ANAHEIM, CALIF., JULY 18 -- Former president Richard M. Nixon has banned reporters from the ceremony opening his presidential library and museum, White House officials said here today, setting off another controversy on the eve of the event.

According to White House deputy press secretary Steven Hart, Nixon aides told the Bush White House over the weekend that television cameras and still photographers were welcome to record the event but that correspondents for television and radio and print reporters would not be allowed. "He did not want to be interrupted by questions while he was giving his tour," a White House aide said of the order.

The television networks have informed the White House that they will boycott the event, Hart said. The association representing White House reporters has complained.

The latest controversy comes on the heels of statements by library officials earlier this month that journalists deemed unfriendly to the former president, such as The Washington Post's Bob Woodward, whose reports, with Carl Bernstein, of the Watergate scandal led to Nixon's resignation, would not be given access to the $21 million library complex that was built and will be run entirely on private donations. When that controversy erupted, officials immediately said it was a misunderstanding.

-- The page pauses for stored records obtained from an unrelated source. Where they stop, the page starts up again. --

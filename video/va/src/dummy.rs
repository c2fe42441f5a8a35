// This Source Code Form is subject to the terms of the Mozilla Public License, v2.0.
// If a copy of the MPL was not distributed with this file, You can obtain one at
// <https://mozilla.org/MPL/2.0/>.
//
// SPDX-License-Identifier: MPL-2.0

//! A software [`Device`] with no hardware behind it.
//!
//! Surfaces only exist as ids, processing calls are validated and recorded.
//! It is used by the tests and for bringing up pipelines on machines without
//! a VA driver.

use std::collections::{HashMap, HashSet};
use std::os::fd::OwnedFd;
use std::sync::{Arc, Mutex};

use crate::device::*;
use crate::error::VaError;

#[derive(Debug, Clone, Copy, PartialEq, Eq, Hash)]
pub enum FailPoint {
    CreateSurface,
    ImportDmabuf,
    CreateContext,
    CreateBuffer,
    BeginPicture,
    RenderPicture,
    EndPicture,
}

#[derive(Debug, Clone, PartialEq)]
pub enum Call {
    CreateSurface(SurfaceId),
    DestroySurface(SurfaceId),
    ImportDmabuf(SurfaceId, DmabufDescriptor),
    CreateBuffer(BufferId, BufferParameter),
    DestroyBuffer(BufferId),
    BeginPicture(SurfaceId),
    RenderPicture(Vec<BufferId>),
    EndPicture,
}

#[derive(Debug, Clone)]
pub struct DummyConfig {
    pub vendor: String,
    pub formats: Vec<gst_video::VideoFormat>,
    pub min_width: u32,
    pub min_height: u32,
    pub max_width: u32,
    pub max_height: u32,
    pub mem_types: MemoryTypes,
    /// Row alignment of surface planes, in bytes.
    pub stride_align: u32,
    pub filters: Vec<(FilterType, FilterCaps)>,
    pub deinterlace_references: Vec<(DeinterlaceMethod, u32, u32)>,
    pub rotation_flags: u32,
    pub mirror_flags: MirrorFlags,
    pub blend_flags: BlendFlags,
    pub color_standards: Vec<ColorStandard>,
}

impl Default for DummyConfig {
    fn default() -> Self {
        use gst_video::VideoFormat;

        let range = |min: f32, max: f32, default: f32| FilterRange {
            min,
            max,
            default,
            step: 1.0,
        };

        DummyConfig {
            vendor: String::from("Dummy VA driver"),
            formats: vec![
                VideoFormat::Nv12,
                VideoFormat::I420,
                VideoFormat::Yv12,
                VideoFormat::Yuy2,
                VideoFormat::P01010le,
                VideoFormat::Rgba,
                VideoFormat::Bgra,
                VideoFormat::Rgbx,
                VideoFormat::Bgrx,
            ],
            min_width: 16,
            min_height: 16,
            max_width: 4096,
            max_height: 4096,
            mem_types: MemoryTypes::VA | MemoryTypes::DRM_PRIME | MemoryTypes::DRM_PRIME_2,
            stride_align: 4,
            filters: vec![
                (
                    FilterType::NoiseReduction,
                    FilterCaps::Simple(Some(range(0.0, 64.0, 0.0))),
                ),
                (
                    FilterType::Sharpening,
                    FilterCaps::Simple(Some(range(0.0, 64.0, 44.0))),
                ),
                (
                    FilterType::SkinToneEnhancement,
                    FilterCaps::Simple(Some(range(0.0, 9.0, 0.0))),
                ),
                (
                    FilterType::ColorBalance,
                    FilterCaps::ColorBalance(vec![
                        ColorBalanceCap {
                            kind: ColorBalanceKind::Hue,
                            range: range(-180.0, 180.0, 0.0),
                        },
                        ColorBalanceCap {
                            kind: ColorBalanceKind::Saturation,
                            range: range(0.0, 10.0, 1.0),
                        },
                        ColorBalanceCap {
                            kind: ColorBalanceKind::Brightness,
                            range: range(-100.0, 100.0, 0.0),
                        },
                        ColorBalanceCap {
                            kind: ColorBalanceKind::Contrast,
                            range: range(0.0, 10.0, 1.0),
                        },
                    ]),
                ),
                (
                    FilterType::Deinterlacing,
                    FilterCaps::Deinterlacing(vec![
                        DeinterlaceMethod::Bob,
                        DeinterlaceMethod::MotionAdaptive,
                        DeinterlaceMethod::MotionCompensated,
                    ]),
                ),
                (
                    FilterType::HighDynamicRangeToneMapping,
                    FilterCaps::Hdr(vec![HdrCap {
                        hdr10: true,
                        flags: ToneMappingFlags::HDR_TO_SDR,
                    }]),
                ),
            ],
            deinterlace_references: vec![
                (DeinterlaceMethod::Bob, 0, 0),
                (DeinterlaceMethod::Weave, 0, 0),
                (DeinterlaceMethod::MotionAdaptive, 1, 0),
                (DeinterlaceMethod::MotionCompensated, 1, 1),
            ],
            rotation_flags: Rotation::None.bit()
                | Rotation::R90.bit()
                | Rotation::R180.bit()
                | Rotation::R270.bit(),
            mirror_flags: MirrorFlags::HORIZONTAL | MirrorFlags::VERTICAL,
            blend_flags: BlendFlags::GLOBAL_ALPHA,
            color_standards: vec![
                ColorStandard::Bt601,
                ColorStandard::Bt709,
                ColorStandard::Bt2020,
                ColorStandard::Srgb,
            ],
        }
    }
}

The library dedication, which will bring together three former Republican presidents, Nixon, Gerald R. Ford and Ronald Reagan, and the Republican incumbent, will include remarks by President Bush and by Nixon and a tour of the museum chronicling Nixon's life and career. A tour of Nixon's boyhood home next door is also part of the events. The actual library will not open until next year, and Nixon is still resisting the public release of millions of his documents now in the custody of the National Archives.